Add a code profiler to an embedded system
Code optimization can take up a significant amount of an embedded software developer’s time. Before you start to optimize your code, make sure that you know where the CPU is spending its time and that you’ve accurately identified the bottlenecks. This may seem obvious, but developers often guess incorrectly and spend precious hours fine-tuning code, only to discover that their efforts were wasted, resulting in little or no noticeable speed improvement.

A code profiler is a useful tool in the hunt for processing bottlenecks, but it’s often overlooked or unavailable as part of an embedded development environment. You can add a simple code profiler to any embedded system with very little effort if you have access to a fast and regular timer interrupt, some spare RAM, and a linker-generated map file.

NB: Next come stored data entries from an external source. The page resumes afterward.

//! Named argument view handed to commands
//!
//! Positional params are keyed by their decimal index, so `[a, b]` becomes `{"0": a, "1": b}`.

use std::fmt::Display;

use serde::Serialize;
use serde_json::{Map, Value};

#[derive(Debug, Clone, Default, PartialEq, Serialize)]
#[serde(transparent)]
pub struct IpcArguments {
    arguments: Map<String, Value>,
}

impl IpcArguments {
    pub fn new() -> Self {
        Self::default()
    }

    pub fn from_positional(params: Vec<Value>) -> Self {
        let arguments = params
            .into_iter()
            .enumerate()
            .map(|(index, param)| (index.to_string(), param))
            .collect();
        Self { arguments }
    }

    pub fn from_named(params: Map<String, Value>) -> Self {
        Self { arguments: params }
    }

    /// Looks up `key` by its string form, so `get(1)` and `get("1")` agree.
    pub fn get(&self, key: impl Display) -> Option<&Value> {
        self.arguments.get(&key.to_string())
    }

    pub fn insert(&mut self, key: impl Into<String>, value: Value) -> Option<Value> {
        self.arguments.insert(key.into(), value)
    }

    pub fn contains_key(&self, key: impl Display) -> bool {
        self.arguments.contains_key(&key.to_string())
    }

    pub fn iter(&self) -> impl Iterator<Item = (&String, &Value)> {
        self.arguments.iter()
    }

    pub fn len(&self) -> usize {
        self.arguments.len()
    }

    pub fn is_empty(&self) -> bool {
        self.arguments.is_empty()
    }
}
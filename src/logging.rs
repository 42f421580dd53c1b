use std::time::Instant;

use axum::{extract::Request, middleware::Next, response::Response};
use tracing::{info, warn};
use tracing_subscriber::{fmt, EnvFilter};

pub fn init_logging() {
    let filter = EnvFilter::try_from_default_env().unwrap_or_else(|_| EnvFilter::new("info"));
    fmt()
        .with_env_filter(filter)
        .with_target(false)
        .compact()
        .init();
}

pub async fn request_logging_middleware(request: Request, next: Next) -> Response {
    let method = request.method().clone();
    let path = request.uri().path().to_string();
    let connection = request
        .headers()
        .get(crate::http::CONNECTION_ID_HEADER)
        .and_then(|value| value.to_str().ok())
        .unwrap_or("-")
        .to_string();
    let started_at = Instant::now();

    let response = next.run(request).await;
    let status = response.status();
    let elapsed_ms = started_at.elapsed().as_millis();

    info!(
        method = %method,
        path = %path,
        connection = %connection,
        status = status.as_u16(),
        duration_ms = elapsed_ms,
        "request summary"
    );

    if status.is_server_error() {
        warn!(method = %method, path = %path, "request failed");
    }

    response
}
//! JSON-RPC 1.0 single call protocol
//!
//! Requests carry exactly `method`, `params` and `id`. Malformed method or
//! params fail the request with a `ProtocolError` so that another protocol may
//! take over; command failures are answered with the raw cause in `error`.

use std::sync::Arc;

use async_trait::async_trait;
use serde_json::{Map, Value};
use tracing::{trace, warn};

use crate::errors::ProtocolError;
use crate::ipc::{
    command::CommandExecutor,
    connection::{Connection, ProtocolVersion},
    listeners::CallListeners,
    scope::{CallScope, ScopedCall},
    session::SessionProvider,
};
use crate::rpc::{
    arguments::IpcArguments, call::IpcCall, error_code::failure_data, Protocol, Reply, ERROR, ID,
    METHOD, PARAMS, RESULT,
};

const METHOD_ERROR: &str = "method must be a string";
const PARAMS_ERROR: &str = "params must be an array";

const KEYS: [&str; 3] = [METHOD, PARAMS, ID];

pub struct JsonRpcProtocol {
    executor: Arc<dyn CommandExecutor>,
    sessions: Arc<dyn SessionProvider>,
    scope: Arc<dyn CallScope>,
    listeners: Arc<CallListeners>,
}

impl JsonRpcProtocol {
    pub fn new(
        executor: Arc<dyn CommandExecutor>,
        sessions: Arc<dyn SessionProvider>,
        scope: Arc<dyn CallScope>,
        listeners: Arc<CallListeners>,
    ) -> Self {
        Self {
            executor,
            sessions,
            scope,
            listeners,
        }
    }
}

fn envelope(result: Value, error: Value, id: Value) -> Value {
    let mut response = Map::new();
    response.insert(RESULT.to_string(), result);
    response.insert(ERROR.to_string(), error);
    response.insert(ID.to_string(), id);
    Value::Object(response)
}

#[async_trait]
impl Protocol for JsonRpcProtocol {
    fn name(&self) -> &'static str {
        "jsonrpc-1.0"
    }

    fn supports(&self, request: &Value) -> bool {
        request.as_object().is_some_and(|request| {
            request.len() == KEYS.len() && KEYS.iter().all(|key| request.contains_key(*key))
        })
    }

    async fn process(
        &self,
        request: &Value,
        connection: &Arc<Connection>,
    ) -> Result<Reply, ProtocolError> {
        trace!(%request, "processing json-rpc 1.0 call");
        let request = request
            .as_object()
            .ok_or(ProtocolError::InvalidRequest("request must be an object"))?;

        let method = request
            .get(METHOD)
            .and_then(Value::as_str)
            .ok_or(ProtocolError::InvalidRequest(METHOD_ERROR))?;
        trace!(method = %method, "requested method");

        let params = request
            .get(PARAMS)
            .and_then(Value::as_array)
            .ok_or(ProtocolError::InvalidRequest(PARAMS_ERROR))?;
        trace!(?params, "incoming params");

        let id = request.get(ID).cloned().unwrap_or(Value::Null);
        trace!(%id, "call id");

        let arguments = IpcArguments::from_positional(params.clone());

        let session = self.sessions.get_session(connection.id(), None);
        connection.attach_to(session);
        connection.stamp(ProtocolVersion::V1);

        let call = IpcCall::new(arguments, Arc::clone(connection));
        self.listeners.notify_create(&call)?;

        let outcome = {
            let mut scoped = ScopedCall::enter(call, self.scope.as_ref(), self.listeners.as_ref());
            self.executor.execute(method, scoped.call_mut()).await
        };

        let response = match outcome {
            Ok(_) if id.is_null() => {
                trace!("request was notification, returning no result");
                return Ok(Reply::NoResponse);
            }
            Err(err) if id.is_null() => {
                warn!(method = %method, error = %err, "notification failed");
                return Ok(Reply::NoResponse);
            }
            Ok(result) => {
                trace!(?result, "returning result");
                envelope(Value::Object(result), Value::Null, id)
            }
            Err(err) => envelope(Value::Null, failure_data(&err), id),
        };

        Ok(Reply::Message(response))
    }

    fn on_error(&self, error: &ProtocolError, request: &Value) -> Value {
        let id = request.get(ID).cloned().unwrap_or(Value::Null);
        envelope(Value::Null, failure_data(error), id)
    }

    fn on_connection_destroy(&self, connection: &Connection) {
        if !connection.is_stamped(ProtocolVersion::V1) {
            return;
        }

        if let Some(session) = connection.session() {
            session.clear();
        }
    }
}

A simple code profiler divides the execution address space into small, equal regions and maintains a counter for each one. A regular timer interrupt then periodically samples the CPU instruction pointer to determine the address of the executing code on each timer tick and increments the corresponding counter. Over time, this builds a statistical profile of where the CPU is spending its time.

Implementation details
Profile counter table—You’ll need a block of RAM to store the table of profiling counters. Each counter corresponds to a small region of the executable code in memory, say 32 bytes. Ideally, you should use 32-bit counters to avoid counter overflow issues. For example, a system with 64 KB of executable code divided into 2,048 regions of 32 bytes each would therefore require 2,048 regions of 4 bytes each, which equals 8 KB of spare RAM.

Timer interrupt—You need a timer interrupt to periodically sample the instruction pointer. On entry to the interrupt, the CPU will store the interrupted code’s instruction pointer on the stack or in a CPU register, depending on the processor architecture. Here, the timer interrupt service routine can retrieve the pointer and use it to determine which region of code was executing when the interrupt struck and which profile counter should be incremented.

For typical systems, an interrupt interval of between 1 ms and 10 ms is perfectly adequate, but a faster interrupt interval will give even better results.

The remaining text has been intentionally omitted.